When it comes to the expression of emotions, societal gender norms dictate that men refrain from doing so. For instance, from a young age in Buganda––the most dominant culture in Uganda––I was taught “omusajja takaaba” (a man never cries), regardless of the adversity. During punishment at school, a boy who cried was ridiculed, laughed at, or even called embarrassing names by peers. This mentality was carried with us into adulthood, which has greatly hindered free emotional expression. Patriarchal norms have conditioned men to suppress emotions because showcasing them is thought to be a sign of weakness.
As most contemporary societies are dominated by the patriarchy, and its subsidiary toxic masculinity, emotional suppression is a perceived measure of “toughness,” yet it is actually a fear of ever seeming soft, vulnerable, weak, or somehow “less manly.” The need to uphold these toxic gender norms by men throughout their lifetime forces them to repress their emotions, causing detrimental effects to their mental health.
Amidst the unprecedented toll COVID-19 has had on the mental health of us all, it is pertinent that the toxicity of patriarchal stereotypes on emotional expression, which have been circulating for generations, be dealt with decisively.
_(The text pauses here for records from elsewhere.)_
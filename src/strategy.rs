use crate::stage::Ack;
use serde::{Deserialize, Serialize};
use std::time::Duration;

/// Determines how a consumer waits for work on its inbound connection.
///
/// Selected once per stage at construction.
#[derive(Debug, Clone, Copy, PartialEq, Eq)]
pub enum ConsumptionStrategy {
    /// Suspend until data arrives or the connection drains
    BlockingWait,
    /// Wake at least every `timeout` so the stage can check for cancellation
    BoundedPoll(Duration),
    /// Take only the newest pending task, discarding older ones
    LatestOnly,
}

impl Default for ConsumptionStrategy {
    fn default() -> Self {
        ConsumptionStrategy::BlockingWait
    }
}

impl ConsumptionStrategy {
    /// Whether this strategy may discard pending tasks
    pub fn is_lossy(&self) -> bool {
        matches!(self, ConsumptionStrategy::LatestOnly)
    }
}

/// How many times a consumer re-invokes its domain logic on a payload it
/// reported as [`Ack::Retry`] before acknowledging the failure.
///
/// [`Ack::Fail`] is never retried.
#[derive(Debug, Clone, Copy, PartialEq, Eq, Serialize, Deserialize)]
#[serde(default)]
pub struct RetryPolicy {
    /// Total attempts including the first one, at least 1
    pub max_attempts: u32,
    /// Pause between attempts in milliseconds
    pub backoff_ms: u64,
}

impl RetryPolicy {
    /// Single attempt, failures are acknowledged immediately
    pub const fn never() -> Self {
        Self {
            max_attempts: 1,
            backoff_ms: 0,
        }
    }

    pub const fn attempts(max_attempts: u32, backoff: Duration) -> Self {
        Self {
            max_attempts,
            backoff_ms: backoff.as_millis() as u64,
        }
    }

    pub fn backoff(&self) -> Duration {
        Duration::from_millis(self.backoff_ms)
    }

    /// Run `attempt` while it asks for a retry and the attempt budget lasts.
    ///
    /// Returns whether the final outcome was [`Ack::Ok`].
    pub fn run<F>(&self, mut attempt: F) -> bool
    where
        F: FnMut(u32) -> Ack,
    {
        let max = self.max_attempts.max(1);
        for n in 1..=max {
            match attempt(n) {
                Ack::Ok => return true,
                Ack::Fail => return false,
                Ack::Retry => {}
            }
            if n < max && self.backoff_ms > 0 {
                std::thread::sleep(self.backoff());
            }
        }
        false
    }
}

impl Default for RetryPolicy {
    fn default() -> Self {
        Self::never()
    }
}

#[cfg(test)]
mod tests {
    use super::*;

    #[test]
    fn test_default_strategy_blocks() {
        assert_eq!(ConsumptionStrategy::default(), ConsumptionStrategy::BlockingWait);
        assert!(ConsumptionStrategy::LatestOnly.is_lossy());
        assert!(!ConsumptionStrategy::BoundedPoll(Duration::from_millis(5)).is_lossy());
    }

    #[test]
    fn test_retry_never_runs_once() {
        let mut calls = 0;
        assert!(!RetryPolicy::never().run(|_| {
            calls += 1;
            Ack::Retry
        }));
        assert_eq!(calls, 1);
    }

    #[test]
    fn test_retry_stops_on_success() {
        let mut calls = 0;
        let policy = RetryPolicy::attempts(5, Duration::ZERO);
        assert!(policy.run(|n| {
            calls += 1;
            if n == 3 {
                Ack::Ok
            } else {
                Ack::Retry
            }
        }));
        assert_eq!(calls, 3);
    }

    #[test]
    fn test_permanent_failure_not_retried() {
        let mut calls = 0;
        let policy = RetryPolicy::attempts(4, Duration::from_millis(200));
        let started = std::time::Instant::now();
        assert!(!policy.run(|_| {
            calls += 1;
            Ack::Fail
        }));
        assert_eq!(calls, 1);
        assert!(started.elapsed() < Duration::from_millis(200));
    }

    #[test]
    fn test_retry_exhausts_budget() {
        let mut calls = 0;
        let policy = RetryPolicy::attempts(3, Duration::ZERO);
        assert!(!policy.run(|_| {
            calls += 1;
            Ack::Retry
        }));
        assert_eq!(calls, 3);
    }

    #[test]
    fn test_retry_zero_attempts_treated_as_one() {
        let mut calls = 0;
        let policy = RetryPolicy {
            max_attempts: 0,
            backoff_ms: 0,
        };
        policy.run(|_| {
            calls += 1;
            Ack::Retry
        });
        assert_eq!(calls, 1);
    }
}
World Health Organization (WHO) data indicates that while there is increased demand for mental health services globally, the COVID-19 pandemic has disrupted or halted critical mental health services in 93% of countries, with 67% seeing disruptions to counseling and psychotherapy, 65% to critical harm reduction services, and 45% to opioid agonist maintenance treatment for opioid dependence––which are the most sought after services by men globally.
Due to a lack of access to mental healthcare and a lack of societal support, male suicide rates are at an all-time high. According to data by the WHO, across the globe, men were nearly twice as likely to die by suicide compared to women (13.5 and 7.7 deaths per 100 000 population, respectively) between 2016 and 2020.
Societies have developed systems of oppression that hinder men from vocalizing their mental health issues. A research study published by American Psychological Association indicated that men who conformed strongly to masculine norms tended to have poorer mental health and less favorable attitudes toward seeking psychological help. This is because society has encouraged them from childhood to uphold a facade and to never admit that they are struggling. This makes it hard for them to seek help from co-workers, friends, and family in fear of judgment even when their mental health is threatened.
With no opportunity to vent, men have opted for negative coping behaviors, including violence, alcohol and substance abuse, or even suicide. Suppressing emotions can be detrimental because it deprives someone of the multiple benefits of opening up about their mental health. Psychologist Leon F. Seltzer, Ph.D. observed in his article 6 Virtues and 6 Vices of Venting that it’s better to let things out than to hold them in, and doing so feels almost akin to problem-solving at the moment. He continues to emphasize that venting your frustrations alleviates tension and stress:
“You almost always feel better — and ‘lighter’ — after sharing some perceived threat, indignity, misfortune, or injustice’’
Let’s encourage the men around us to speak up, not man-up. Let’s help them to understand that it is okay to admit that they are struggling and ask for help. Let’s actively listen to their frustrations with a non-judgmental attitude. Let’s encourage the men in our lives to cry. It can literally save lives.